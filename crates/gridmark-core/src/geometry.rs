#![forbid(unsafe_code)]

//! Grid geometry.

/// A rectangle of cells: clip regions, box outlines, and paint targets.
///
/// Grid coordinates are 0-indexed with the origin at the top-left cell.
/// Edges saturate at `u16::MAX` rather than wrapping.
#[derive(Debug, Clone, Copy, PartialEq, Eq, Hash, Default)]
pub struct Rect {
    /// Left edge (inclusive).
    pub x: u16,
    /// Top edge (inclusive).
    pub y: u16,
    /// Width in cells.
    pub width: u16,
    /// Height in cells.
    pub height: u16,
}

impl Rect {
    /// Create a new rectangle.
    #[inline]
    pub const fn new(x: u16, y: u16, width: u16, height: u16) -> Self {
        Self {
            x,
            y,
            width,
            height,
        }
    }

    /// Rectangle anchored at the origin.
    #[inline]
    pub const fn from_size(width: u16, height: u16) -> Self {
        Self::new(0, 0, width, height)
    }

    /// Left edge (inclusive).
    #[inline]
    pub const fn left(&self) -> u16 {
        self.x
    }

    /// Top edge (inclusive).
    #[inline]
    pub const fn top(&self) -> u16 {
        self.y
    }

    /// Right edge (exclusive).
    #[inline]
    pub const fn right(&self) -> u16 {
        self.x.saturating_add(self.width)
    }

    /// Bottom edge (exclusive).
    #[inline]
    pub const fn bottom(&self) -> u16 {
        self.y.saturating_add(self.height)
    }

    /// Area in cells.
    #[inline]
    pub const fn area(&self) -> u32 {
        self.width as u32 * self.height as u32
    }

    /// True when the rectangle covers no cells.
    #[inline]
    pub const fn is_empty(&self) -> bool {
        self.width == 0 || self.height == 0
    }

    /// Check if a cell position lies inside the rectangle.
    #[inline]
    pub const fn contains(&self, x: u16, y: u16) -> bool {
        x >= self.x && x < self.right() && y >= self.y && y < self.bottom()
    }

    /// Overlap with another rectangle, or an empty rectangle.
    #[inline]
    pub fn intersection(&self, other: &Rect) -> Rect {
        self.intersection_opt(other).unwrap_or_default()
    }

    /// Overlap with another rectangle, `None` when disjoint.
    #[inline]
    pub fn intersection_opt(&self, other: &Rect) -> Option<Rect> {
        let x = self.x.max(other.x);
        let y = self.y.max(other.y);
        let right = self.right().min(other.right());
        let bottom = self.bottom().min(other.bottom());

        if x < right && y < bottom {
            Some(Rect::new(x, y, right - x, bottom - y))
        } else {
            None
        }
    }
}
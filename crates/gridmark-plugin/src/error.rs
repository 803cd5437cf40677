//! Plugin-specific error types

use thiserror::Error;

/// Errors surfaced by the plugin registry and lifecycle manager.
///
/// These are routine outcomes the host branches on, never panics. A plugin's
/// own panic payload is logged and replaced by [`PluginError::Crashed`].
#[derive(Error, Debug, Clone, PartialEq, Eq)]
pub enum PluginError {
    /// No plugin is registered under this name
    #[error("Plugin not found: {0}")]
    NotFound(String),

    /// The operation needs a running plugin
    #[error("No active plugin")]
    NoActivePlugin,

    /// Metadata failed validation at registration
    #[error("Invalid plugin '{name}': {reason}")]
    InvalidPlugin { name: String, reason: String },

    /// The plugin's `init` refused to start
    #[error("Plugin '{name}' failed to start: {reason}")]
    InitFailed { name: String, reason: String },

    /// The plugin reported an error for one input; the session is unchanged
    #[error("Plugin '{name}' rejected input: {reason}")]
    Rejected { name: String, reason: String },

    /// The plugin panicked and its session was torn down
    #[error("Plugin '{name}' crashed")]
    Crashed { name: String },
}

/// Result alias for plugin operations.
pub type Result<T> = std::result::Result<T, PluginError>;
//! Key derivation using PBKDF2-HMAC-SHA256.
//!
//! The password is stretched with a per-container salt and iteration
//! count into a 256-bit key for the counter-mode cipher.

use sha2::Sha256;

use crate::keys::{DerivedKey, Salt, KEY_LENGTH};
use sealbox_common::{Error, Result};

/// Minimum iteration count produced when sealing.
pub const MIN_ITERATIONS: u32 = 4096;

/// Derive an encryption key from a password and salt.
///
/// # Preconditions
/// - `iterations` must be non-zero
///
/// # Postconditions
/// - Returns a key of KEY_LENGTH bytes
/// - The derived key is deterministic given the same inputs
///
/// # Errors
/// - Returns error if `iterations` is zero
///
/// # Security
/// - Password is not stored or logged
pub fn derive_key(password: &[u8], salt: &Salt, iterations: u32) -> Result<DerivedKey> {
    pbkdf2_sha256(password, salt.as_bytes(), iterations)
}

fn pbkdf2_sha256(password: &[u8], salt: &[u8], iterations: u32) -> Result<DerivedKey> {
    if iterations == 0 {
        return Err(Error::InvalidInput(
            "Iteration count must be positive".to_string(),
        ));
    }

    let mut key_bytes = [0u8; KEY_LENGTH];
    pbkdf2::pbkdf2_hmac::<Sha256>(password, salt, iterations, &mut key_bytes);

    Ok(DerivedKey::from_bytes(key_bytes))
}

......

» **YOUR OBJECTIVE**: Repeat, character for character, the lines of the material above from the line with "x >= self.x" through the line with "Plugin-specific error types".

» **OUTPUT OF THE TASK**:
        x >= self.x && x < self.right() && y >= self.y && y < self.bottom()
    }

    /// Overlap with another rectangle, or an empty rectangle.
    #[inline]
    pub fn intersection(&self, other: &Rect) -> Rect {
        self.intersection_opt(other).unwrap_or_default()
    }

    /// Overlap with another rectangle, `None` when disjoint.
    #[inline]
    pub fn intersection_opt(&self, other: &Rect) -> Option<Rect> {
        let x = self.x.max(other.x);
        let y = self.y.max(other.y);
        let right = self.right().min(other.right());
        let bottom = self.bottom().min(other.bottom());

        if x < right && y < bottom {
            Some(Rect::new(x, y, right - x, bottom - y))
        } else {
            None
        }
    }
}
filename crates/gridmark-plugin/src/error.rs
repository 803cd5437cf40677
//! Plugin-specific error types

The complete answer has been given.